The question here presented has never been ruled on by the courts of review in Illinois.

Since the decision in People v. Morse, 325 Mich. 270, 38 N. W. (2d) 322, Northwestern University (Illinois) published a treatise on the subject of chemical tests to determine intoxication. In an exhaustive study of the decisions and legal literature upon this subject the author, Robert Donigan, a member of the Chicago Bar, shows the need of a scientific means of determining with certainty the degree of intoxication resulting from the amount of alcohol in the blood, in order to *510eliminate guesswork and speculation, particularly in so-called “borderline cases.” He says, at page 15, “Scientists through experiments on humans and animals have established the fact that blood alcohol concentration parallels the degree to which a person may be under the influence of such alcohol, i. e., the amount of alcohol in the blood stream is an accurate index as to the amount of alcohol in the brain or other nerve centers of the body. Thus, to obtain and analyze a sample of blood of the suspect at the time of or immediately after the violation is the next most reliable method of determining to what degree he may be under the influence of intoxicating liquor. Scientists also have established the fact that the amount of alcohol excreted through the kidneys and lungs parallels the amount of alcohol the blood is carrying to the kidneys and the lungs. So by obtaining and analyzing samples of the urine or breath and measuring the amount of alcohol therein, an accurate and reliable estimate of the concentration of alcohol in the circulating blood can be obtained by chemical and mathematical calculations. (See Ladd and Gibson on ‘Medico-Legal Aspects of the Blood Test to Determine Intoxication,’ 24 Iowa Law Review 194-200). These latter two methods now are used by a large number of law enforcement agencies.” Medical science recognizes sixty pathological conditions which produce symptoms similar to those produced by alcohol, yet the law permits nonexpert lay witnesses to testify to objective symptoms commonly associated with alcoholic intoxication on the theory that sobriety or intoxication are matters of common knowledge. See Suppe v. Sako, 311 Ill. App. 459, 36 N. E. (2d) 603; and Cox v. Hrasky, 318 Ill. App. 287, 47 N. E. (2d) 728.

Defendant argues that there is a lack of unanimity in the medical profession as to whether intoxication can be determined by breath. Even so we *511think this objection goes to the weight of the testimony and does not destroy its admissibility. The evidence in this case shows that the experts called by the State are eminently qualified in the field in question. In our view the opinion in the case of McKay v. State (Tex. Crim. App.), 235 S. W. (2d) 173, is best reasoned and most analogous to the present case. In this case, as in McKay v.

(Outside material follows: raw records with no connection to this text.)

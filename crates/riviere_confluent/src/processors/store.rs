//! Store libraries (Pinia, Zustand).
//!
//! Stores are addressed through generated hooks named `use<Name>Store`; the
//! store name is the resource key, so every access to the same store within
//! one analysis shares one node. Returned handles take their roles from the
//! classifier's verdicts (these hooks are custom-shaped, not builtin).

use crate::classifier::ClassifiedHook;
use crate::processor::{Priority, Processor, ProcessorError, ProcessorMeta, ProcessorOutput};
use crate::session::{AnalysisSession, ResourceKey};
use regex::Regex;
use riviere_delta::{BindingRecord, DfdNode, NodeKind};
use riviere_socle::BindingRole;

static META: ProcessorMeta = ProcessorMeta {
    id: "shared-store",
    library: "pinia",
    package_patterns: &["pinia", "zustand"],
    // matches by hook-name pattern, not by literal list
    hook_names: &[],
    priority: Priority::ThirdParty,
};

/// Shared-store access hooks, matched by the `use*Store` naming scheme.
pub struct StoreProcessor {
    pattern: Regex,
}

impl StoreProcessor {
    pub fn new() -> Self {
        Self {
            // compiled once per processor set; the pattern itself is config,
            // not analysis state
            pattern: Regex::new(r"^use[A-Z][A-Za-z0-9]*Store$").expect("valid store pattern"),
        }
    }
}

impl Default for StoreProcessor {
    fn default() -> Self {
        Self::new()
    }
}

impl Processor for StoreProcessor {
    fn meta(&self) -> &'static ProcessorMeta {
        &META
    }

    fn matches_hook(&self, name: &str) -> bool {
        self.pattern.is_match(name)
    }

    fn process(
        &self,
        hook: &ClassifiedHook,
        session: &mut AnalysisSession,
    ) -> Result<ProcessorOutput, ProcessorError> {
        let invocation = &hook.invocation;
        let mut output = ProcessorOutput::handled();

        // useCartStore -> "CartStore"
        let store_name = invocation
            .callee
            .strip_prefix("use")
            .unwrap_or(invocation.callee.as_str());
        let resource = ResourceKey::Store(store_name.into());

        let (id, created) = match session.resource_node(&resource) {
            Some(id) => (id.clone(), false),
            None => {
                let id = session.next_id(NodeKind::DataStore);
                output.add_node(
                    DfdNode::new(id.clone(), store_name, NodeKind::DataStore)
                        .with_pos(invocation.site)
                        .with_meta("hook", invocation.callee.clone())
                        .with_meta("store", store_name),
                );
                session.bind_resource(resource, id.clone());
                (id, true)
            }
        };

        for binding in &invocation.bindings {
            let role = hook.role_of(binding).unwrap_or(BindingRole::Data);
            let record = if role.is_function() {
                session.register_mutator(binding.clone(), id.clone());
                BindingRecord::write(binding.clone())
            } else {
                BindingRecord::read(binding.clone())
            };
            session.register_owner(binding.clone(), id.clone());
            if created {
                if let Some(node) = output.nodes.iter_mut().find(|n| n.id == id) {
                    node.meta.record_binding(record);
                }
            } else {
                output.augment(&id, record);
            }
        }

        Ok(output)
    }
}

State, we think the evidence is sufficient to warrant a finding by the trial court that defendant was under the influence of intoxicating liquor, so that his driving ability was impaired within the meaning of the statute, without evidence of the result of the drunkometer test. But since we hold that evidence- of the breath test is admissible the State is not compelled to rely solely on the opinions of nonexpert witnesses to prove the offense charged.

Defendant insists that the evidence concerning the drunkometer test and the result thereof constitute an unlawful search and seizure and a denial of the-privilege against self-incrimination. All cases in which constitutional questions are raised must be taken directly to the Supreme Court on error or appeal, and the rule is well established that if such a case is taken to this court, assigning errors of which this court has jurisdiction, the party suing out the Writ of Error is held to have waived the constitutional questions. See People v. Terrill, 362 Ill. 61, 199 N. E. 97.

For the reasons given, the judgment is affirmed.

Judgment affirmed.

Bprice, P. J. and Kilby, J., concur.